The operating conditions and corrosive nature of the process fluid in the Haradh and Hawiyah areas are subjecting facility piping to undesirable corrosion phenomena. Therefore, production headers inside remote headers have been internally cladded with high alloy material to mitigate the corrosion damage mechanism. Corrosion mitigation in the jump-over lines, constructed between the existing flowlines and the newly constructed facilities to provide operational flexibility, is proposed. This corrosion mitigation system includes the application of fusion bond epoxy (FBE) coating on the internal surface of the pipe and depositing corrosion-resistant alloy (CRA) weld layers at pipe and fittings ends to protect the carbon steel material.
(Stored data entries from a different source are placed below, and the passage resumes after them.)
//! Block Mover: DMA between global memory and the scratchpad.
//!
//! Transfers move whole blocks of `unit` elements. Scratchpad addresses must
//! be block-aligned; global addresses are element-granular. Every move-out is
//! recorded so callers can audit alignment and partition properties.

use crate::element::{alignment_unit, Element};
use crate::global::{GlobalInput, GlobalOutput};
use crate::scratch::Scratchpad;
use crate::{DeviceFault, Result};

/// Shape of a strided block transfer.
///
/// `rows` bursts of `blocks` whole blocks each. Row `r` starts at
/// `r * src_stride` on the source side and `r * dst_stride` on the
/// destination side (row pitch = burst + row gap, in elements).
#[derive(Debug, Clone, Copy, PartialEq, Eq)]
pub struct BurstShape {
    pub blocks: usize,
    pub rows: usize,
    pub src_stride: usize,
    pub dst_stride: usize,
}

impl BurstShape {
    /// One contiguous burst.
    pub fn contiguous(blocks: usize) -> Self {
        Self {
            blocks,
            rows: 1,
            src_stride: 0,
            dst_stride: 0,
        }
    }
}

/// Kind of a recorded move-out.
#[derive(Debug, Clone, Copy, PartialEq, Eq)]
pub enum BurstKind {
    /// Whole blocks from a block-aligned scratchpad address.
    Full,
    /// A single whole-region write shorter than one block.
    Partial,
}

/// One recorded move-out burst.
#[derive(Debug, Clone, Copy, PartialEq, Eq)]
pub struct Burst {
    /// Destination element offset in the output tensor.
    pub dst: usize,
    /// Source element offset in the scratchpad.
    pub src: usize,
    /// Elements written.
    pub len: usize,
    pub kind: BurstKind,
}

impl Burst {
    /// Half-open output range covered by this burst.
    pub fn range(&self) -> std::ops::Range<usize> {
        self.dst..self.dst + self.len
    }
}

/// Per-core DMA engine.
#[derive(Debug)]
pub struct BlockMover {
    unit: usize,
    bursts: Vec<Burst>,
}

impl BlockMover {
    pub fn new<T: Element>() -> Self {
        Self {
            unit: alignment_unit::<T>(),
            bursts: Vec::new(),
        }
    }

    /// Elements per block for this mover's element type.
    #[inline]
    pub fn unit(&self) -> usize {
        self.unit
    }

    /// Move-out bursts issued so far.
    pub fn bursts(&self) -> &[Burst] {
        &self.bursts
    }

    pub fn into_bursts(self) -> Vec<Burst> {
        self.bursts
    }

    /// Global -> scratchpad.
    pub fn move_in<T: Element>(
        &mut self,
        scratch: &mut Scratchpad,
        src: &GlobalInput<'_, T>,
        dst_offset: usize,
        src_offset: usize,
        shape: BurstShape,
    ) -> Result<()> {
        if shape.blocks == 0 {
            return Err(DeviceFault::ZeroLengthBurst);
        }
        let burst = shape.blocks * self.unit;
        for r in 0..shape.rows {
            let d = dst_offset + r * shape.dst_stride;
            scratch.check_aligned::<T>(d)?;
            let region = scratch.region_mut::<T>(d, burst)?;
            src.read_into(src_offset + r * shape.src_stride, region);
        }
        Ok(())
    }

    /// Scratchpad -> global, whole blocks only.
    pub fn move_out<T: Element>(
        &mut self,
        dst: &mut GlobalOutput<'_, T>,
        scratch: &Scratchpad,
        dst_offset: usize,
        src_offset: usize,
        shape: BurstShape,
    ) -> Result<()> {
        if shape.blocks == 0 {
            return Err(DeviceFault::ZeroLengthBurst);
        }
        let burst = shape.blocks * self.unit;
        for r in 0..shape.rows {
            let s = src_offset + r * shape.src_stride;
            let d = dst_offset + r * shape.dst_stride;
            scratch.check_aligned::<T>(s)?;
            dst.write(d, scratch.region::<T>(s, burst)?)?;
            self.bursts.push(Burst {
                dst: d,
                src: s,
                len: burst,
                kind: BurstKind::Full,
            });
        }
        Ok(())
    }

    /// Scratchpad -> global for a whole region shorter than one block.
    ///
    /// Only valid when `len` elements are everything left to write, so the
    /// short write cannot overlap data owned by another row or core.
    pub fn move_out_partial<T: Element>(
        &mut self,
        dst: &mut GlobalOutput<'_, T>,
        scratch: &Scratchpad,
        dst_offset: usize,
        src_offset: usize,
        len: usize,
    ) -> Result<()> {
        if len == 0 {
            return Err(DeviceFault::ZeroLengthBurst);
        }
        if len > self.unit {
            return Err(DeviceFault::PartialBurstTooLong {
                len,
                unit: self.unit,
            });
        }
        scratch.check_aligned::<T>(src_offset)?;
        dst.write(dst_offset, scratch.region::<T>(src_offset, len)?)?;
        self.bursts.push(Burst {
            dst: dst_offset,
            src: src_offset,
            len,
            kind: BurstKind::Partial,
        });
        Ok(())
    }
}

#[cfg(test)]
mod tests {
    use super::*;

    #[test]
    fn test_move_in_strided_rows() {
        let data: Vec<f32> = (0..64).map(|i| i as f32).collect();
        let src = GlobalInput::new(&data);
        let mut sp = Scratchpad::new(1024);
        let mut mover = BlockMover::new::<f32>();
        let shape = BurstShape {
            blocks: 1,
            rows: 3,
            src_stride: 10,
            dst_stride: 16,
        };
        mover.move_in(&mut sp, &src, 8, 1, shape).unwrap();
        assert_eq!(sp.read_scalar::<f32>(8).unwrap(), 1.0);
        assert_eq!(sp.read_scalar::<f32>(15).unwrap(), 8.0);
        assert_eq!(sp.read_scalar::<f32>(24).unwrap(), 11.0);
        assert_eq!(sp.read_scalar::<f32>(40).unwrap(), 21.0);
    }

    #[test]
    fn test_move_in_rejects_unaligned_scratch() {
        let data = vec![0u8; 64];
        let src = GlobalInput::new(&data);
        let mut sp = Scratchpad::new(256);
        let mut mover = BlockMover::new::<u8>();
        let res = mover.move_in(&mut sp, &src, 3, 0, BurstShape::contiguous(1));
        assert!(matches!(res, Err(DeviceFault::UnalignedScratch { .. })));
    }

    #[test]
    fn test_move_out_writes_whole_blocks_and_records() {
        let mut sp = Scratchpad::new(256);
        for i in 0..16 {
            sp.write_scalar::<i16>(i, i as i16).unwrap();
        }
        let mut buf = vec![-1i16; 20];
        let mut out = GlobalOutput::new(&mut buf);
        let mut mover = BlockMover::new::<i16>();
        mover
            .move_out(&mut out, &sp, 4, 0, BurstShape::contiguous(1))
            .unwrap();
        assert_eq!(mover.bursts().len(), 1);
        assert_eq!(mover.bursts()[0].range(), 4..20);
        assert_eq!(buf[3], -1);
        assert_eq!(buf[4], 0);
        assert_eq!(buf[19], 15);
    }

    #[test]
    fn test_move_out_past_end_faults() {
        let sp = Scratchpad::new(256);
        let mut buf = vec![0f64; 6];
        let mut out = GlobalOutput::new(&mut buf);
        let mut mover = BlockMover::new::<f64>();
        let res = mover.move_out(&mut out, &sp, 4, 0, BurstShape::contiguous(1));
        assert!(matches!(
            res,
            Err(DeviceFault::GlobalWriteOutOfBounds { .. })
        ));
    }

    #[test]
    fn test_partial_burst_limits() {
        let sp = Scratchpad::new(256);
        let mut buf = vec![0f64; 3];
        let mut out = GlobalOutput::new(&mut buf);
        let mut mover = BlockMover::new::<f64>();
        mover.move_out_partial(&mut out, &sp, 0, 0, 3).unwrap();
        assert_eq!(mover.bursts()[0].kind, BurstKind::Partial);
        let res = mover.move_out_partial(&mut out, &sp, 0, 0, 5);
        assert!(matches!(
            res,
            Err(DeviceFault::PartialBurstTooLong { len: 5, unit: 4 })
        ));
    }
}
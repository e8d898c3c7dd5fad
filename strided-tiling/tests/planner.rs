use rand::rngs::StdRng;
use rand::{Rng, SeedableRng};
use strided_device::{alignment_unit, DeviceConfig, Element};
use strided_tiling::{
    plan_as_strided, resolve_offset, resolver_for, TilingMode, TilingPlan, MAX_DIM_NUM,
};

fn plan<T: Element>(src_len: usize, size: &[usize], stride: &[isize], offset: isize) -> TilingPlan {
    plan_as_strided::<T>(src_len, size, stride, offset, &DeviceConfig::default())
        .unwrap()
        .unwrap()
}

/// Flat source offset of output row `r` by the direct stride formula.
fn row_offset(size: &[usize], stride: &[isize], offset: isize, mut r: usize) -> usize {
    let mut acc = offset;
    for k in (0..size.len() - 1).rev() {
        acc += (r % size[k]) as isize * stride[k];
        r /= size[k];
    }
    acc as usize
}

#[test]
fn test_max_dims_selects_last_resolver() {
    let size = vec![2usize; MAX_DIM_NUM + 1];
    let stride: Vec<isize> = (0..=MAX_DIM_NUM as isize).map(|k| 2 * k + 1).collect();
    let p = plan::<f32>(1000, &size, &stride, 7);
    assert_eq!(p.dim_num, MAX_DIM_NUM);
    for r in [0usize, 1, 5, 1000, 99_999, (1 << MAX_DIM_NUM) - 1] {
        assert_eq!(
            resolve_offset(&p, r),
            row_offset(&size, &stride, 7, r),
            "row {r}"
        );
    }
    // One fewer triple gives a different answer for a high row.
    let r = (1 << MAX_DIM_NUM) - 1;
    assert_ne!(
        resolver_for(MAX_DIM_NUM - 1)(&p.dims, r),
        resolver_for(MAX_DIM_NUM)(&p.dims, r)
    );
}

#[test]
fn test_too_many_dims() {
    let size = vec![2usize; MAX_DIM_NUM + 2];
    let stride: Vec<isize> = (0..MAX_DIM_NUM as isize + 2).map(|k| 2 * k + 1).collect();
    let err = plan_as_strided::<f32>(10_000, &size, &stride, 0, &DeviceConfig::default());
    assert!(err.is_err());
}

#[test]
fn test_param_block_round_trip_random_views() {
    let mut rng = StdRng::seed_from_u64(0x5eed);
    for _ in 0..200 {
        let ndim = rng.gen_range(1..5);
        let size: Vec<usize> = (0..ndim).map(|_| rng.gen_range(1..40)).collect();
        let stride: Vec<isize> = (0..ndim).map(|_| rng.gen_range(0..50)).collect();
        let reach: usize = size
            .iter()
            .zip(&stride)
            .map(|(&d, &s)| (d - 1) * s as usize)
            .sum();
        let p = plan::<u16>(reach + 3, &size, &stride, 2);
        let back = TilingPlan::from_words(&p.to_words()).unwrap();
        assert_eq!(back, p);
    }
}

/// Check that core shares cover the split axis exactly and that every core
/// owns at least one alignment unit of output when the output allows it.
fn check_partition<T: Element>(p: &TilingPlan, total: usize) {
    let u = alignment_unit::<T>();
    let l = p.last_dim_size;
    let (split_items, item_elems) = match (p.mode, p.mc_pos) {
        (TilingMode::FirstStrideSmall, 0) => (total / p.out_lp_step, p.out_lp_step),
        (TilingMode::FirstStrideSmall, _) => (p.second_to_last_dim_size, l),
        (_, 0) => (total / l, l),
        (_, _) => (l, 1),
    };
    let (step0, step1) = (p.axis0_step, p.axis1_step);
    let share = |core: usize| {
        let r = p.core_range(core);
        if p.mc_pos == 0 {
            r.axis0.items(step0)
        } else {
            r.axis1.items(step1)
        }
    };
    let covered: usize = (0..p.used_core_count).map(share).sum();
    assert_eq!(covered, split_items, "{}", p.mode);
    for core in 0..p.used_core_count {
        if core + 1 < p.used_core_count {
            assert_eq!(share(core), p.core_step_in);
        }
        if total >= u {
            assert!(share(core) * item_elems >= u, "{} core {core}", p.mode);
        }
    }
}

#[test]
fn test_partition_covers_output() {
    let mut rng = StdRng::seed_from_u64(7);
    let cfg = DeviceConfig::default().with_core_num(8);
    for _ in 0..300 {
        let ndim = rng.gen_range(1..4);
        let size: Vec<usize> = (0..ndim).map(|_| rng.gen_range(1..300)).collect();
        let stride: Vec<isize> = (0..ndim).map(|_| rng.gen_range(0..40)).collect();
        let reach: usize = size
            .iter()
            .zip(&stride)
            .map(|(&d, &s)| (d - 1) * s as usize)
            .sum();
        let total: usize = size.iter().product();
        let p = plan_as_strided::<f32>(reach + 1, &size, &stride, 0, &cfg)
            .unwrap()
            .unwrap();
        assert!(p.used_core_count <= cfg.core_num);
        check_partition::<f32>(&p, total);
    }
}

#[test]
fn test_every_mode_is_reachable() {
    let cases: [(&[usize], &[isize], TilingMode); 10] = [
        (&[64, 64], &[64, 1], TilingMode::LastStrideOne),
        (&[4, 600], &[1, 3], TilingMode::LastDimLarge),
        (&[40, 7], &[50, 3], TilingMode::LastDimSmall),
        (&[30, 7], &[90, 40], TilingMode::FitsInScratch),
        (&[3, 2000], &[1, 40], TilingMode::LastDimLargeStrideLarge),
        (&[3, 9], &[1, 9000], TilingMode::LastDimSmallStrideLarge),
        (&[20, 300], &[1000, 3], TilingMode::LastTwoDimsLarge),
        (&[6, 300], &[1, 0], TilingMode::LastStrideZeroSizeLarge),
        (&[6, 3], &[1, 0], TilingMode::LastStrideZeroSizeSmall),
        (&[512, 3], &[1, 600], TilingMode::FirstStrideSmall),
    ];
    for (size, stride, mode) in cases {
        let reach: usize = size
            .iter()
            .zip(stride)
            .map(|(&d, &s)| (d - 1) * s as usize)
            .sum();
        let p = plan::<f32>(reach + 1, size, stride, 0);
        assert_eq!(p.mode, mode, "size {size:?} stride {stride:?}");
    }
}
In addition, high alloy CRA weld material is used to deposit the girth weld between the 90-degree elbows and mating internally coated segments. A rigorous testing and qualification protocol was established prior to actual adoption at the Haradh and Hawiyah Field Gas Compression Program, currently being executed by Saudi Aramco. The proposed mitigation system, aimed at applying the cladding at the ends of the internally FBE coated pipes/elbows, will resolve field joint coating challenges, eliminate the use of approximately (1700) breakout flanges, and prevent the potential hydrocarbon leaks.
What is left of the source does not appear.